Yanis Varoufakis, economista y político griego, nació el 24 de marzo de 1961 en Atenas y se ha convertido en una de las voces más controvertidas de la política europea contemporánea. Reconocido por su capacidad de análisis durante la crisis económica de Grecia, se hizo famoso por sus críticas incisivas a las políticas financieras de la Unión Europea y a la austeridad impuesta por la Troika.
Formado en la Universidad de Essex, donde obtuvo su doctorado en economía, Varoufakis ha combinado la academia con la docencia en prestigiosas instituciones como Cambridge y la Universidad de Texas en Austin. Sus artículos, libros y conferencias lo han consolidado como una figura respetada dentro de la comunidad académica internacional, aunque también tiene muchos detractores que afirman que, detrás de su imagen, hay más fracasos que éxitos.
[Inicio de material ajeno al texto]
use chrono::{DateTime, NaiveDate, Timelike, Utc};
use optimizer_common::{ConnectionCounts, ConnectionEstimateConfig, PeakConnectionMetrics};
use tokio::sync::RwLock;

/// Raw, un-clamped connection observations for the four categories the
/// system tracks. Each field is whatever the host's own bookkeeping
/// reports; [`ConnectionEstimator`] is what turns these into a bounded
/// [`ConnectionCounts`].
#[derive(Debug, Clone, Copy, Default)]
pub struct ConnectionEstimateInputs {
    pub http: u32,
    pub database: u32,
    pub external: u32,
    pub websocket: u32,
}

/// Clamps raw per-category connection observations to the configured
/// ceilings, so a runaway counter (a leak, a miscounted pool) can't report
/// an unbounded connection count upstream.
#[derive(Debug, Clone)]
pub struct ConnectionEstimator {
    config: ConnectionEstimateConfig,
}

impl ConnectionEstimator {
    pub fn new(config: ConnectionEstimateConfig) -> Self {
        Self { config }
    }

    pub fn estimate(&self, inputs: ConnectionEstimateInputs) -> ConnectionCounts {
        ConnectionCounts {
            http: inputs.http.min(self.config.max_estimated_http_connections),
            database: inputs.database.min(self.config.max_estimated_db_connections),
            external: inputs.external.min(self.config.max_estimated_external_connections),
            websocket: inputs.websocket.min(self.config.max_estimated_websocket_connections),
        }
    }

    /// Rough HTTP connection estimate for hosts with no connection-pool
    /// stats wired in: one live socket per available core per in-flight
    /// request, since a thread-per-core server holds roughly that many
    /// sockets open under load.
    pub fn http_fallback(active_requests: u32) -> u32 {
        let cores = std::thread::available_parallelism()
            .map(|n| n.get() as u32)
            .unwrap_or(1);
        active_requests.saturating_mul(cores.max(1))
    }
}

/// Tracks all-time/daily/hourly connection peaks from a stream of current
/// connection-count samples. Daily and hourly peaks reset when their bucket
/// rolls over; the all-time peak is monotonic for the collector's lifetime.
pub struct ConnectionMetricsCollector {
    state: RwLock<PeakConnectionMetrics>,
}

impl ConnectionMetricsCollector {
    pub fn new() -> Self {
        let now = Utc::now();
        Self {
            state: RwLock::new(PeakConnectionMetrics {
                all_time_peak: 0,
                daily_peak: 0,
                hourly_peak: 0,
                last_peak_timestamp: now,
                current_day: now.date_naive(),
                current_hour: now.hour(),
            }),
        }
    }

    pub async fn record(&self, current_connections: u32, timestamp: DateTime<Utc>) {
        let mut state = self.state.write().await;
        Self::roll_buckets(&mut state, timestamp.date_naive(), timestamp.hour());

        if current_connections > state.all_time_peak {
            state.all_time_peak = current_connections;
            state.last_peak_timestamp = timestamp;
        }
        if current_connections > state.daily_peak {
            state.daily_peak = current_connections;
        }
        if current_connections > state.hourly_peak {
            state.hourly_peak = current_connections;
        }
    }

    fn roll_buckets(state: &mut PeakConnectionMetrics, day: NaiveDate, hour: u32) {
        if day != state.current_day {
            state.current_day = day;
            state.daily_peak = 0;
        }
        if hour != state.current_hour || day != state.current_day {
            state.current_hour = hour;
            state.hourly_peak = 0;
        }
    }

    pub async fn snapshot(&self) -> PeakConnectionMetrics {
        self.state.read().await.clone()
    }

    pub async fn reset(&self) {
        let mut state = self.state.write().await;
        *state = PeakConnectionMetrics {
            all_time_peak: 0,
            daily_peak: 0,
            hourly_peak: 0,
            last_peak_timestamp: Utc::now(),
            current_day: Utc::now().date_naive(),
            current_hour: Utc::now().hour(),
        };
    }
}

impl Default for ConnectionMetricsCollector {
    fn default() -> Self {
        Self::new()
    }
}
Yanis Varoufakis (64), economista: 'Es mejor parecer un radical que aceptarlo todo y acabar viviendo como un conformista'
Su notoriedad global llegó durante su breve pero intensa etapa como ministro de Finanzas de Grecia en 2015. En pleno apogeo de la crisis de deuda, se enfrentó directamente a los acreedores internacionales, defendiendo la reestructuración de la deuda y desafiando la austeridad con un estilo intransigente y directo que lo convirtió en un personaje polémico. Tras el referéndum que rechazó las condiciones de los acreedores, presentó su dimisión, dejando claro que la defensa de la soberanía económica era su prioridad.
Desde entonces, Varoufakis ha centrado su actividad en el activismo político y la crítica al neoliberalismo en Europa. Fundador de DiEM25, busca democratizar la Unión Europea y acercar la política al ciudadano, promoviendo transparencia y participación. A lo largo de su carrera, ha dejado frases que reflejan su filosofía: “Siempre es preferible sonar como un radical en lugar de actuar como un conformista” o “la democracia debería ser siempre una empresa de construcción de esperanza y de imaginación”.
Varoufakis, con el paso de los años, ha construido un perfil audaz y desafiante, que polariza opiniones pero también inspira a quienes buscan una Europa más justa y democrática. Entre seguidores y críticos, su figura sigue siendo sinónimo de confrontación con la ortodoxia y compromiso con la transformación política del continente.